For example, referring to FIG. 1 , the charger 102 may be configured to operate in a “battery only” mode in a standard battery charger application, eg, when the adapter is not plugged into the port 106 . During this time, the charger 102 provides the battery voltage to VSYS/VOUT by causing current to be drawn from the battery 104 (eg, using an "ideal diode" mode known to those skilled in the art). Also, during this time, the fuel gauge 114 continuously monitors the battery voltage and sends battery charge information to the EC 112 .
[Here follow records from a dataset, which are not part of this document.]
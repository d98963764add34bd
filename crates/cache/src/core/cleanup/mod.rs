//! Background maintenance for the cache engine

mod background;

use super::types::Cache;

impl<V> Cache<V>
where
    V: Clone + Send + Sync + 'static,
{
    pub(super) fn start_background_tasks(&self) {
        background::start(self);
    }
}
Figure 2 provides two graphs illustrating system operation in this "battery only" mode. The top graph 202 illustrates battery voltage (shown by curve 222 ) as a function of time, while the bottom graph 204 illustrates battery discharge current (shown by curve 224 ) as a function of the same time. It can be seen that the battery discharge current (shown by curve 224 ) varies over time based on the operating requirements of the load 116, but never exceeds the maximum discharge current level 226 (eg, limited by the CPU 124 or core VR 122). At the same time, the charger 102 is responsible for providing power from the battery 104 (eg, using an "ideal diode" mode known to those skilled in the art) to the output node VOUT/VSYS. Meanwhile, in this conventional case, core VR 122 operates to provide a regulated voltage to CPU 124 from node VOUT/VSYS.

Meanwhile, referring to FIG. 1 , the cell voltage shown by curve 222 is continuously monitored by the fuel gauge 114 and this information is provided to the EC 112 . In some implementations, the EC 112 determines the maximum and minimum capacities of the battery 102 based on the number of cells used to implement the battery 102 . For example, in the case of a two-cell (eg, 2S) battery, the maximum battery voltage is 2×4.2V=8.4V, and the minimum battery voltage is 2×3V=6V. In such an example, a 30% charged battery level is slightly above 6V.
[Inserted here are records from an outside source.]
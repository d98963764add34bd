//! Snapshot file framing
//!
//! Every snapshot starts with a fixed little-endian header:
//!
//! | field         | type |
//! |---------------|------|
//! | magic         | u32  |
//! | version       | u16  |
//! | payload crc   | u32  |
//! | payload length| u64  |
//!
//! followed by exactly `payload length` bytes of payload.

use crc32c::crc32c;
use rampart_core::{codes, Error, Result};

/// Magic number for snapshot files: "RMPT"
pub const SNAPSHOT_MAGIC: u32 = 0x524D_5054;

/// Current snapshot format version
pub const SNAPSHOT_VERSION: u16 = 1;

/// Encoded header size in bytes
pub const HEADER_LEN: usize = 4 + 2 + 4 + 8;

#[derive(Debug, Clone, Copy, PartialEq, Eq)]
pub struct SnapshotHeader {
    pub magic: u32,
    pub version: u16,
    pub payload_crc: u32,
    pub payload_len: u64,
}

impl SnapshotHeader {
    pub fn for_payload(payload: &[u8]) -> Self {
        Self {
            magic: SNAPSHOT_MAGIC,
            version: SNAPSHOT_VERSION,
            payload_crc: crc32c(payload),
            payload_len: payload.len() as u64,
        }
    }

    pub fn to_bytes(self) -> [u8; HEADER_LEN] {
        let mut bytes = [0u8; HEADER_LEN];
        bytes[0..4].copy_from_slice(&self.magic.to_le_bytes());
        bytes[4..6].copy_from_slice(&self.version.to_le_bytes());
        bytes[6..10].copy_from_slice(&self.payload_crc.to_le_bytes());
        bytes[10..18].copy_from_slice(&self.payload_len.to_le_bytes());
        bytes
    }

    pub fn from_bytes(bytes: &[u8; HEADER_LEN]) -> Self {
        let mut magic = [0u8; 4];
        let mut version = [0u8; 2];
        let mut payload_crc = [0u8; 4];
        let mut payload_len = [0u8; 8];
        magic.copy_from_slice(&bytes[0..4]);
        version.copy_from_slice(&bytes[4..6]);
        payload_crc.copy_from_slice(&bytes[6..10]);
        payload_len.copy_from_slice(&bytes[10..18]);

        Self {
            magic: u32::from_le_bytes(magic),
            version: u16::from_le_bytes(version),
            payload_crc: u32::from_le_bytes(payload_crc),
            payload_len: u64::from_le_bytes(payload_len),
        }
    }
}

/// Prefix `payload` with its header
pub fn frame(payload: &[u8]) -> Vec<u8> {
    let header = SnapshotHeader::for_payload(payload);
    let mut bytes = Vec::with_capacity(HEADER_LEN + payload.len());
    bytes.extend_from_slice(&header.to_bytes());
    bytes.extend_from_slice(payload);
    bytes
}

/// Validate the header and checksum, returning the payload
pub fn unframe(bytes: &[u8]) -> Result<&[u8]> {
    let Some((head, payload)) = bytes.split_first_chunk::<HEADER_LEN>() else {
        return Err(corrupt(format!(
            "snapshot is {} bytes, shorter than its {HEADER_LEN} byte header",
            bytes.len()
        )));
    };
    let header = SnapshotHeader::from_bytes(head);

    if header.magic != SNAPSHOT_MAGIC {
        return Err(corrupt(format!(
            "invalid magic number: expected {SNAPSHOT_MAGIC:08x}, got {:08x}",
            header.magic
        )));
    }
    if header.version != SNAPSHOT_VERSION {
        return Err(corrupt(format!(
            "unsupported snapshot version {}",
            header.version
        ))
        .with_context("version", header.version));
    }
    if header.payload_len != payload.len() as u64 {
        return Err(corrupt(format!(
            "payload length mismatch: header says {}, file has {}",
            header.payload_len,
            payload.len()
        )));
    }

    let actual_crc = crc32c(payload);
    if header.payload_crc != actual_crc {
        return Err(corrupt(format!(
            "payload crc mismatch: expected {:08x}, got {actual_crc:08x}",
            header.payload_crc
        )));
    }

    Ok(payload)
}

fn corrupt(message: String) -> Error {
    Error::cache(codes::CACHE_LOAD_FAILED, message)
}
This information is provided to the EC 112 and communicated to the CPU 124 when the battery is discharged to about 30% of the battery capacity as shown at time 206 (as monitored by the fuel gauge 114 ). At this point, the CPU 124 must limit the system load current from a maximum level 226 to a reduced level 228 to prevent an imminent system shutdown. As further shown in Figure 2, if the battery continues to discharge without supplemental power from the adapter or elsewhere, then at a subsequent time 208, the battery voltage will reach a minimum charge level (eg, in the 2S example described above, approximately 5V), at which point CPU 124 and/or EC 112 have no choice but to shut down the system (eg, via a power-on-reset (POR)).

In accordance with certain aspects, Applicants should recognize that, as described above, it would be beneficial to defer or eliminate performance degradation of CPU 124 during the period between times 206 and 208 . For example, in gaming laptops and other applications, if CPU performance is constrained, these systems may struggle to run games at low battery levels, which is unacceptable for gamers/users. Similar questions apply to web content developers and/or video editors. Also, even during the period between times 206 and 208 , when operating in the conventional “ideal diode” mode, the load 116 only receives lower and lower battery voltages as indicated by the curve 222 . As such, the load 116 is susceptible to "load insertion" (eg, when other devices other than the CPU 124 are connected to the system 100) or other events that may cause a spike in battery discharge current. Such an event may cause the system voltage seen by the load 116 to drop below a specified minimum battery voltage (eg, a voltage drop due to an ideal diode's increased drain-source current and drain-source resistance).

In accordance with these and other aspects, embodiments provide a reverse boost mode (as opposed to a traditional "ideal diode" mode) to allow the CPU 124 to continue to operate at full performance and with voltage regulated, even if battery levels have dropped to below the specified charge level, thus solving these and other problems. While operation in reverse boost mode according to an embodiment may require shutting down the system completely faster than conventional methods, in many situations such as those described above, this compromise is desirable.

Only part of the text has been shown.